### Try it
Write the data below out again in full, exactly as shown.

### Stored data
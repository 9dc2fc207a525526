//! Channel Mapping & Bit-Depth Conversion
//!
//! The other two steps of a buffer's conversion pipeline, alongside
//! resampling: remapping channel counts, and quantizing between float32
//! and the fixed-point depths a file or wire format may demand.

/// Maps `input` (one `Vec<f32>` per source channel, equal length) to
/// `target_channels` planes.
///
/// `stereo -> mono` averages per frame; `mono -> stereo` duplicates;
/// equal counts pass through unchanged; any other mismatch truncates
/// extra source channels or zero-pads missing ones.
pub fn map_channels(input: &[Vec<f32>], target_channels: u16) -> Vec<Vec<f32>> {
    let target_channels = target_channels as usize;
    let source_channels = input.len();
    let frames = input.first().map_or(0, Vec::len);

    if source_channels == target_channels {
        return input.to_vec();
    }

    if source_channels == 2 && target_channels == 1 {
        let mono: Vec<f32> = (0..frames)
            .map(|i| 0.5 * (input[0][i] + input[1][i]))
            .collect();
        return vec![mono];
    }

    if source_channels == 1 && target_channels == 2 {
        return vec![input[0].clone(), input[0].clone()];
    }

    (0..target_channels)
        .map(|ch| input.get(ch).cloned().unwrap_or_else(|| vec![0.0; frames]))
        .collect()
}

/// Converts a normalized `[-1.0, 1.0]` float sample to a signed 16-bit
/// integer, clamping first.
pub fn float_to_int16(sample: f32) -> i16 {
    (sample.clamp(-1.0, 1.0) * 32767.0).round() as i16
}

/// Converts a signed 16-bit integer back to a normalized float.
pub fn int16_to_float(sample: i16) -> f32 {
    sample as f32 / 32768.0
}

/// Converts a normalized float sample to a signed 24-bit integer, stored
/// in the low three bytes of an `i32`, clamping first.
pub fn float_to_int24(sample: f32) -> i32 {
    (sample.clamp(-1.0, 1.0) * 8_388_607.0).round() as i32
}

#[cfg(test)]
mod tests {
    use super::*;

    #[test]
    fn stereo_to_mono_averages() {
        let stereo = vec![vec![1.0, 0.0], vec![-1.0, 0.0]];
        let mono = map_channels(&stereo, 1);
        assert_eq!(mono, vec![vec![0.0, 0.0]]);
    }

    #[test]
    fn mono_to_stereo_duplicates() {
        let mono = vec![vec![0.5, -0.5]];
        let stereo = map_channels(&mono, 2);
        assert_eq!(stereo, vec![vec![0.5, -0.5], vec![0.5, -0.5]]);
    }

    #[test]
    fn extra_channels_are_zero_padded() {
        let mono = vec![vec![0.3, 0.4]];
        let quad = map_channels(&mono, 4);
        assert_eq!(quad.len(), 4);
        assert_eq!(quad[0], vec![0.3, 0.4]);
        assert_eq!(quad[1], vec![0.0, 0.0]);
    }

    #[test]
    fn float_int16_round_trip_within_one_lsb() {
        let original = 0.25_f32;
        let packed = float_to_int16(original);
        let back = int16_to_float(packed);
        assert!((original - back).abs() < 1.0 / 32768.0);
    }

    #[test]
    fn float_to_int16_clamps() {
        assert_eq!(float_to_int16(2.0), 32767);
        assert_eq!(float_to_int16(-2.0), -32767);
    }
}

### Exercise solution
repository 9dc2fc207a525526
//! Channel Mapping & Bit-Depth Conversion
//!
//! The other two steps of a buffer's conversion pipeline, alongside
//! resampling: remapping channel counts, and quantizing between float32
//! and the fixed-point depths a file or wire format may demand.

/// Maps `input` (one `Vec<f32>` per source channel, equal length) to
/// `target_channels` planes.
///
/// `stereo -> mono` averages per frame; `mono -> stereo` duplicates;
/// equal counts pass through unchanged; any other mismatch truncates
/// extra source channels or zero-pads missing ones.
pub fn map_channels(input: &[Vec<f32>], target_channels: u16) -> Vec<Vec<f32>> {
    let target_channels = target_channels as usize;
    let source_channels = input.len();
    let frames = input.first().map_or(0, Vec::len);

    if source_channels == target_channels {
        return input.to_vec();
    }

    if source_channels == 2 && target_channels == 1 {
        let mono: Vec<f32> = (0..frames)
            .map(|i| 0.5 * (input[0][i] + input[1][i]))
            .collect();
        return vec![mono];
    }

    if source_channels == 1 && target_channels == 2 {
        return vec![input[0].clone(), input[0].clone()];
    }

    (0..target_channels)
        .map(|ch| input.get(ch).cloned().unwrap_or_else(|| vec![0.0; frames]))
        .collect()
}

/// Converts a normalized `[-1.0, 1.0]` float sample to a signed 16-bit
/// integer, clamping first.
pub fn float_to_int16(sample: f32) -> i16 {
    (sample.clamp(-1.0, 1.0) * 32767.0).round() as i16
}

/// Converts a signed 16-bit integer back to a normalized float.
pub fn int16_to_float(sample: i16) -> f32 {
    sample as f32 / 32768.0
}

/// Converts a normalized float sample to a signed 24-bit integer, stored
/// in the low three bytes of an `i32`, clamping first.
pub fn float_to_int24(sample: f32) -> i32 {
    (sample.clamp(-1.0, 1.0) * 8_388_607.0).round() as i32
}

#[cfg(test)]
mod tests {
    use super::*;

    #[test]
    fn stereo_to_mono_averages() {
        let stereo = vec![vec![1.0, 0.0], vec![-1.0, 0.0]];
        let mono = map_channels(&stereo, 1);
        assert_eq!(mono, vec![vec![0.0, 0.0]]);
    }

    #[test]
    fn mono_to_stereo_duplicates() {
        let mono = vec![vec![0.5, -0.5]];
        let stereo = map_channels(&mono, 2);
        assert_eq!(stereo, vec![vec![0.5, -0.5], vec![0.5, -0.5]]);
    }

    #[test]
    fn extra_channels_are_zero_padded() {
        let mono = vec![vec![0.3, 0.4]];
        let quad = map_channels(&mono, 4);
        assert_eq!(quad.len(), 4);
        assert_eq!(quad[0], vec![0.3, 0.4]);
        assert_eq!(quad[1], vec![0.0, 0.0]);
    }

    #[test]
    fn float_int16_round_trip_within_one_lsb() {
        let original = 0.25_f32;
        let packed = float_to_int16(original);
        let back = int16_to_float(packed);
        assert!((original - back).abs() < 1.0 / 32768.0);
    }

    #[test]
    fn float_to_int16_clamps() {
        assert_eq!(float_to_int16(2.0), 32767);
        assert_eq!(float_to_int16(-2.0), -32767);
    }
}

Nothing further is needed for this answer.